• _Exercise instructions_
Go line by line through the records below. Copy whichever lines contain the string "ReportConfig".
Start of Data records
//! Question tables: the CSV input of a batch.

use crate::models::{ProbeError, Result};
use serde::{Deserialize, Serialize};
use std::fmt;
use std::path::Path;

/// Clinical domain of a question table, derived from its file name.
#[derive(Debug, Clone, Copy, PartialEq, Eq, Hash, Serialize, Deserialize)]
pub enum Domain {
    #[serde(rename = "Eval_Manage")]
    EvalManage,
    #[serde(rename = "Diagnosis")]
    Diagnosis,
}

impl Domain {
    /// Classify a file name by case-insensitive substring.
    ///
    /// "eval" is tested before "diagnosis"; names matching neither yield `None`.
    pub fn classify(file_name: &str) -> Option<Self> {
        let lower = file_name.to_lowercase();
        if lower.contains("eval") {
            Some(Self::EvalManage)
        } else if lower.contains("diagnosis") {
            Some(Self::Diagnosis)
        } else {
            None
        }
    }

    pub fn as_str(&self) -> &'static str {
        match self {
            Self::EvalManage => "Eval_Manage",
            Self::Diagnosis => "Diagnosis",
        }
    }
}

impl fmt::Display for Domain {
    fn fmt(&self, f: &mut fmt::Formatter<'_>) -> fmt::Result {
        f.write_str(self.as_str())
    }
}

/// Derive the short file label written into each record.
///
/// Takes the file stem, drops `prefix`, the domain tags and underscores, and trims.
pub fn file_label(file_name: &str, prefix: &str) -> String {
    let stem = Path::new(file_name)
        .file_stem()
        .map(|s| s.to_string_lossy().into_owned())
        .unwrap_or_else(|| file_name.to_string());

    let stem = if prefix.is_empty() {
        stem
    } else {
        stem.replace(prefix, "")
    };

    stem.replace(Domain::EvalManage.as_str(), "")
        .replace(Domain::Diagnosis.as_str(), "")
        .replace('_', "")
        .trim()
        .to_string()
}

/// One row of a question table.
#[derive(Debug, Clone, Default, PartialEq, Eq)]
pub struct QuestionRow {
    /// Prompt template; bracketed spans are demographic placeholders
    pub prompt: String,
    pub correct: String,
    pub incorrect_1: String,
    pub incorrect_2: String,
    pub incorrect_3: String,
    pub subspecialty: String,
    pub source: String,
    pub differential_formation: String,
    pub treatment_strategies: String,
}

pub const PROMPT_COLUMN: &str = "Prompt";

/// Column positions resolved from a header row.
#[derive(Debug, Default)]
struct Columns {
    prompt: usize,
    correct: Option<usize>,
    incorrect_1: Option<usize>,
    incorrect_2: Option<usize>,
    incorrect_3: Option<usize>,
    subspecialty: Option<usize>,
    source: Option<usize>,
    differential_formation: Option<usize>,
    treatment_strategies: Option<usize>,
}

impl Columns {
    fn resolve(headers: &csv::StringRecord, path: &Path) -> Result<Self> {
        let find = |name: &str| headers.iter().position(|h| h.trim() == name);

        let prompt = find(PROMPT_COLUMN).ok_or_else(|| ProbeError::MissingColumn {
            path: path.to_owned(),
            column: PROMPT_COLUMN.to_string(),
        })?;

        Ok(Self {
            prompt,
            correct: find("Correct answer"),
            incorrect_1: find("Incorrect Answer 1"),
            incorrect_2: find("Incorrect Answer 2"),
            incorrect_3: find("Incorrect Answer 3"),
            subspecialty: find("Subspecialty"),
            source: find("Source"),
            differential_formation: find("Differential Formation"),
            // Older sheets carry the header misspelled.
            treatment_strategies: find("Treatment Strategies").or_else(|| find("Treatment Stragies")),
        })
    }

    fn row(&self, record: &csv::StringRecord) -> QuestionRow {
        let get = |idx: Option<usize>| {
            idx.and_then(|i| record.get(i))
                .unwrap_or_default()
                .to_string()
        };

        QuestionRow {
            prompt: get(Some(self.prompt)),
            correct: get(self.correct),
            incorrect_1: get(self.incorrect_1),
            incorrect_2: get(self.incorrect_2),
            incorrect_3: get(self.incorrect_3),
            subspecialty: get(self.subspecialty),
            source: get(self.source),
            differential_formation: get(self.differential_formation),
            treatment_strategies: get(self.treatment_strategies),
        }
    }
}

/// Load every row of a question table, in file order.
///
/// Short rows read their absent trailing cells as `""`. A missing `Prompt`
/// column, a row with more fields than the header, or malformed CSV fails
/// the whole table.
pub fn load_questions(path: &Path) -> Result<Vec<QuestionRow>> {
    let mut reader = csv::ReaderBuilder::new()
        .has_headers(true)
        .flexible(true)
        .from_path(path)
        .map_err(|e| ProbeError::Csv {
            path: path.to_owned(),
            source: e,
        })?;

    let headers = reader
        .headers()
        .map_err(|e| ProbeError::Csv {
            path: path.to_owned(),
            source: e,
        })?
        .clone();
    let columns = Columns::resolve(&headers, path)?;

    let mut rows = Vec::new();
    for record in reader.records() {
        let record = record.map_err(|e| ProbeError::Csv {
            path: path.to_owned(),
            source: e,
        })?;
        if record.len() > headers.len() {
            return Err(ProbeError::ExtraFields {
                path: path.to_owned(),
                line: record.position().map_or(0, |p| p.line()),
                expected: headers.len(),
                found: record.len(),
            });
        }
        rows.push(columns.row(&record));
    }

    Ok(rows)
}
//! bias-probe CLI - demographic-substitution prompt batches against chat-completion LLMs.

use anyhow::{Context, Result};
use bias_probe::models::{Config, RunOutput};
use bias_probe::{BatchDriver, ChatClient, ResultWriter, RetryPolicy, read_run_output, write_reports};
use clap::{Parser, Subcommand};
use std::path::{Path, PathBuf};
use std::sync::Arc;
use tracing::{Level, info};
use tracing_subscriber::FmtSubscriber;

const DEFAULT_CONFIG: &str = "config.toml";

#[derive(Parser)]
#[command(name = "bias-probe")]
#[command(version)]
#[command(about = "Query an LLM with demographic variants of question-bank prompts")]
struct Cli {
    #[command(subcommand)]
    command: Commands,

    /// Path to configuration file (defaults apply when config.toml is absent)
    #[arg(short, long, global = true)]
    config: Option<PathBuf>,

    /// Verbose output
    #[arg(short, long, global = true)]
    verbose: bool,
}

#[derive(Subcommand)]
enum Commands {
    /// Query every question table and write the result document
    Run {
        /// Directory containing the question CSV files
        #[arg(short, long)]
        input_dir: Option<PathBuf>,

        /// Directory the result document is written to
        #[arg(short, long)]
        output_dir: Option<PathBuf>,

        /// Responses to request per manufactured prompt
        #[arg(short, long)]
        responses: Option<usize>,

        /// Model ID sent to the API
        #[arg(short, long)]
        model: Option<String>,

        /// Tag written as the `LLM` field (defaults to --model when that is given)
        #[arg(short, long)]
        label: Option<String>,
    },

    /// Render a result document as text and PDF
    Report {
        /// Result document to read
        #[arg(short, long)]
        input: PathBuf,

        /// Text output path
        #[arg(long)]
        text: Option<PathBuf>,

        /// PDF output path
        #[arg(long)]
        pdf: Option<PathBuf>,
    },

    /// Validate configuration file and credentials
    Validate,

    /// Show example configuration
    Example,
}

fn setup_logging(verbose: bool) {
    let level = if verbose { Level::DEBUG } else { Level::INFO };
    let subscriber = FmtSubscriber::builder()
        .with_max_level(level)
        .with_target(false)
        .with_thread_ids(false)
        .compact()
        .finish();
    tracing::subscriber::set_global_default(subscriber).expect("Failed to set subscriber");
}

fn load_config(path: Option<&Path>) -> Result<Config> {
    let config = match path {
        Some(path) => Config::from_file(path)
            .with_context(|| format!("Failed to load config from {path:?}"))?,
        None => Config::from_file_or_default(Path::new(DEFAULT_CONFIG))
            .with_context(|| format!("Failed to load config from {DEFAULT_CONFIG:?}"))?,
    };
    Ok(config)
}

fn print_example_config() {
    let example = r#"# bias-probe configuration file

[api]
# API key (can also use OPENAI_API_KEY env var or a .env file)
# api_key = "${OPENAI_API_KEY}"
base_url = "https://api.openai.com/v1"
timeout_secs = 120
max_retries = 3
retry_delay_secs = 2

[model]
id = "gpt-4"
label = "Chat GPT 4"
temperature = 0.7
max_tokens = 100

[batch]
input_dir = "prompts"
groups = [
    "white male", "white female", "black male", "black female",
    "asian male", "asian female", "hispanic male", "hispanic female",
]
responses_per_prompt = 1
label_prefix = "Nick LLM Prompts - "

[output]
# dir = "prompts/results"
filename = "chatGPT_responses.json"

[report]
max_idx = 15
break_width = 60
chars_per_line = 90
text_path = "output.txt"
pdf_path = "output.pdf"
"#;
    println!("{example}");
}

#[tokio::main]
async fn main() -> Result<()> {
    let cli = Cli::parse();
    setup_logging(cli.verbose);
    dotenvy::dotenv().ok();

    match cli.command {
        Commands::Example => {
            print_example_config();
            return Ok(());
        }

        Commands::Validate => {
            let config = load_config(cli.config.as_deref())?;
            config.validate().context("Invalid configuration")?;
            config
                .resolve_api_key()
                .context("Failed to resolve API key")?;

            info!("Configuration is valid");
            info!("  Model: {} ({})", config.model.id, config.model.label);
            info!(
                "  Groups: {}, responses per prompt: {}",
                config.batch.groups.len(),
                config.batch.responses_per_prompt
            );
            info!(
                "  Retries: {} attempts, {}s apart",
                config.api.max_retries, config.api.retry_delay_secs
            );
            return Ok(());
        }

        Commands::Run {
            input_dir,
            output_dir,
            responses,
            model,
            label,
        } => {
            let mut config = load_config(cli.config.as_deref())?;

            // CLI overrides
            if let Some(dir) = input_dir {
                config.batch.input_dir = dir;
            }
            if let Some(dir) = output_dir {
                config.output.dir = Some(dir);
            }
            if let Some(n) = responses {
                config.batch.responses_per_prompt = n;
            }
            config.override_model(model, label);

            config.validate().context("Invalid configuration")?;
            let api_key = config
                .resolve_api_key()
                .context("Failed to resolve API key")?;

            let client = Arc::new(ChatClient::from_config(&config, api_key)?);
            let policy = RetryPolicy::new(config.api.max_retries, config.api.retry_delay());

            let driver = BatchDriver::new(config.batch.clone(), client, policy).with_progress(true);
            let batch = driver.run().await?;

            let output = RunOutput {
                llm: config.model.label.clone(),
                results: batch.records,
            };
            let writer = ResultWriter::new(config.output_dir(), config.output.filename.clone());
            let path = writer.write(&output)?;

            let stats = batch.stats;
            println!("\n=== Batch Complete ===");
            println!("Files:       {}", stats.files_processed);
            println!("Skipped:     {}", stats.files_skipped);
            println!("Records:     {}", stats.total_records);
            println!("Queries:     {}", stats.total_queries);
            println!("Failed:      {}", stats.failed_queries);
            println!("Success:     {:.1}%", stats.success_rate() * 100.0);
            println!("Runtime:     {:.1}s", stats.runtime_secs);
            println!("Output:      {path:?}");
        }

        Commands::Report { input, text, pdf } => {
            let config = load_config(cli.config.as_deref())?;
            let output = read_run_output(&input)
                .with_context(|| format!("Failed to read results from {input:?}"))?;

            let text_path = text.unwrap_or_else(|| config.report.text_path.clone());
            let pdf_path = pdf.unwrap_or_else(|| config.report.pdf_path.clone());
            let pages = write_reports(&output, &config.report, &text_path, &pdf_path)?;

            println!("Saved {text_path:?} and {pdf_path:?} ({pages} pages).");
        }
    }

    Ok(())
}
End of Data records
Start of Data records
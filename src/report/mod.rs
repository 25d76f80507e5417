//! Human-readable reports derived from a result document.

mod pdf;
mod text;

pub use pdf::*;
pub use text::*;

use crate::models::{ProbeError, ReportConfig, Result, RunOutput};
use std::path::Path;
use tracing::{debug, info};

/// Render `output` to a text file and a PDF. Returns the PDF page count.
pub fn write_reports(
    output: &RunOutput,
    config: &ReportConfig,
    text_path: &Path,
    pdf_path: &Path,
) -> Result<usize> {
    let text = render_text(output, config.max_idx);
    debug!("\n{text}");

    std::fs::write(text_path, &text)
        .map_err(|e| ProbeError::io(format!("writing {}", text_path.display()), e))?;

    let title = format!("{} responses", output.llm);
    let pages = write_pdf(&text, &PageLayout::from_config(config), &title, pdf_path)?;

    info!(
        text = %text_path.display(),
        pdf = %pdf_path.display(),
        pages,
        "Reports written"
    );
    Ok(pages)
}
End of Data records
Start of Data records
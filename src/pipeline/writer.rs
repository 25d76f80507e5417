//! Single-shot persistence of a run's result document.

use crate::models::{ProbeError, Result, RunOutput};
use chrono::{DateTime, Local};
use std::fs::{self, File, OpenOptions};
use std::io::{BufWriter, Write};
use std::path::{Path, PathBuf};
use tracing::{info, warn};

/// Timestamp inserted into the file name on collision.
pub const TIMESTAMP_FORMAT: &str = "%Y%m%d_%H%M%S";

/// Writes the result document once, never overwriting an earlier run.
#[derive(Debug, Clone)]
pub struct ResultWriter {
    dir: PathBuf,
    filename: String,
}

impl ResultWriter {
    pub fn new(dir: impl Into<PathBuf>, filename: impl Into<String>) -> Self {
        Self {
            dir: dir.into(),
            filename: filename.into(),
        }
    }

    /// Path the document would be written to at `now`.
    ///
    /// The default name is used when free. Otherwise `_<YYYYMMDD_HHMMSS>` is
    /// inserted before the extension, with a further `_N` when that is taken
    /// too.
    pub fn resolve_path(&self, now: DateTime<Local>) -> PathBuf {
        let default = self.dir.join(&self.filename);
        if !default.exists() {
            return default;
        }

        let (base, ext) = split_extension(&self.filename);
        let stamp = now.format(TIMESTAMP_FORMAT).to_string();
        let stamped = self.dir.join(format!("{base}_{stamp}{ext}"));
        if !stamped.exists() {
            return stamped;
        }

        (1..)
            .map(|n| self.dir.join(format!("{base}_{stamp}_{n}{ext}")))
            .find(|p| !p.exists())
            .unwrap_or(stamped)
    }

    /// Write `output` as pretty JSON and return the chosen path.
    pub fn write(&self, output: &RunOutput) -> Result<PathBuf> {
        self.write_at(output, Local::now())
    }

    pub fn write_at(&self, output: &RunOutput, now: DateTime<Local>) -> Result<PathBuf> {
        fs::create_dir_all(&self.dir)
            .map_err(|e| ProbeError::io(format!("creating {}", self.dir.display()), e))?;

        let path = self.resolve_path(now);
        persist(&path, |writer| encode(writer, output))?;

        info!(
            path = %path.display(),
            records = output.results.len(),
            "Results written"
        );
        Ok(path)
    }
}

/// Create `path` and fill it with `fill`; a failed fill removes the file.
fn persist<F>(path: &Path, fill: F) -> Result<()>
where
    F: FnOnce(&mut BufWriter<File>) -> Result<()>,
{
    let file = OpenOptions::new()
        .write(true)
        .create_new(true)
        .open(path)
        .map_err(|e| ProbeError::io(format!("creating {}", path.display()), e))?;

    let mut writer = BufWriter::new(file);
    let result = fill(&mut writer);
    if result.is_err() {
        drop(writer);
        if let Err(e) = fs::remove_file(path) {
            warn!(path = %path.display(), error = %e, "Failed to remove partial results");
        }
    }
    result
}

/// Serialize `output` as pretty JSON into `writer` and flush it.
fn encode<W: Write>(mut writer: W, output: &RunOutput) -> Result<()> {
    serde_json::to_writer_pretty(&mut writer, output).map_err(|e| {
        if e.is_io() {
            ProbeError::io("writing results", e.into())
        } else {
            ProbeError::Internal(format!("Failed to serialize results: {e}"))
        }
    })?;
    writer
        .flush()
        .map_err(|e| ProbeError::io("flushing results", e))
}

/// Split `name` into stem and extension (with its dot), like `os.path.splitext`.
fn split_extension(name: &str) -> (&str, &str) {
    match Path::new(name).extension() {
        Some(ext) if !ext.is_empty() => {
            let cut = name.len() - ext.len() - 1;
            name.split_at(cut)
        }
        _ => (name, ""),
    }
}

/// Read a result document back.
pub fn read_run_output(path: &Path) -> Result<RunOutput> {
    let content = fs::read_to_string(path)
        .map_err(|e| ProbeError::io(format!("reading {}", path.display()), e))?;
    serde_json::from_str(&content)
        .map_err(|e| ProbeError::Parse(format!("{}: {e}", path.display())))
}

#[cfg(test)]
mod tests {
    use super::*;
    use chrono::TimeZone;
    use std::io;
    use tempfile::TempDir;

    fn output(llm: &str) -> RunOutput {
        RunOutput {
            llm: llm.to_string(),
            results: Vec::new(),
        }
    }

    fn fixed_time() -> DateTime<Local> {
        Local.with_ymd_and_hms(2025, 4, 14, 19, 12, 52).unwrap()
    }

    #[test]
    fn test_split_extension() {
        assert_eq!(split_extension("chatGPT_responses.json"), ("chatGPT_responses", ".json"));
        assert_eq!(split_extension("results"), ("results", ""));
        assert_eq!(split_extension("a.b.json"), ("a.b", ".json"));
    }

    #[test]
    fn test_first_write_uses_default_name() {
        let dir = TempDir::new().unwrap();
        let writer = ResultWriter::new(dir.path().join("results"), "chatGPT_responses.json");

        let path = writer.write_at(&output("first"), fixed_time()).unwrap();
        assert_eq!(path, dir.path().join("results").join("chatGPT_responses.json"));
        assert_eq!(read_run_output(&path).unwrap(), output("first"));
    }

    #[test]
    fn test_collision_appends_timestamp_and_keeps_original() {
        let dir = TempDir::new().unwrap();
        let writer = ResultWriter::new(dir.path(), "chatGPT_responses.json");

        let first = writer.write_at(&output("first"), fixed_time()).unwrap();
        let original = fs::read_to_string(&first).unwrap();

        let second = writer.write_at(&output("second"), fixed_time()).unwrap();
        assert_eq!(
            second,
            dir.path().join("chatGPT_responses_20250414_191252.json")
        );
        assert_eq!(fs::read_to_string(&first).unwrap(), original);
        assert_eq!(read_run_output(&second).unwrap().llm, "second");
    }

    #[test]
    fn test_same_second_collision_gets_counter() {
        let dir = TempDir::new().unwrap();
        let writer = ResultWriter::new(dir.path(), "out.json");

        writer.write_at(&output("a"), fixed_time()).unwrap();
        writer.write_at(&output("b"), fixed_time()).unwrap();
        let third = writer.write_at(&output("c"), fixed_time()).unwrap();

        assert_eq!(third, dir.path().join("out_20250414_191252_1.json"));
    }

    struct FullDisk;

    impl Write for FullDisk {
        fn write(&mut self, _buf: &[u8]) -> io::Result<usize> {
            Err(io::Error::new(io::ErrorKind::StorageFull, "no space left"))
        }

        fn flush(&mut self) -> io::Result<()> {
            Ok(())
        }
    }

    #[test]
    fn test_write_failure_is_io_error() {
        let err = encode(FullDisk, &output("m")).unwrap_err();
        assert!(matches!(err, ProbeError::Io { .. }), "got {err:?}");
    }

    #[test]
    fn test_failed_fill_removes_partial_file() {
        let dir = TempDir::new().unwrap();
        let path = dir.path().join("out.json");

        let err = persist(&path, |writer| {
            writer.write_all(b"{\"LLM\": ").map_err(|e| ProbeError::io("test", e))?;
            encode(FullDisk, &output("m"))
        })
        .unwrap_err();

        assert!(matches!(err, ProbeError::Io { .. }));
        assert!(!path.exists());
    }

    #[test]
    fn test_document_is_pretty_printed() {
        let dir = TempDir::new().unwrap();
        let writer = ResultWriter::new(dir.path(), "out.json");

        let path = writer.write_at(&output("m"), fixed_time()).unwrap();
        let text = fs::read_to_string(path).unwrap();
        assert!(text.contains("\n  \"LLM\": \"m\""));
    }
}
End of Data records
• _Your solution_
use crate::models::{ProbeError, ReportConfig, Result, RunOutput};
    config: &ReportConfig,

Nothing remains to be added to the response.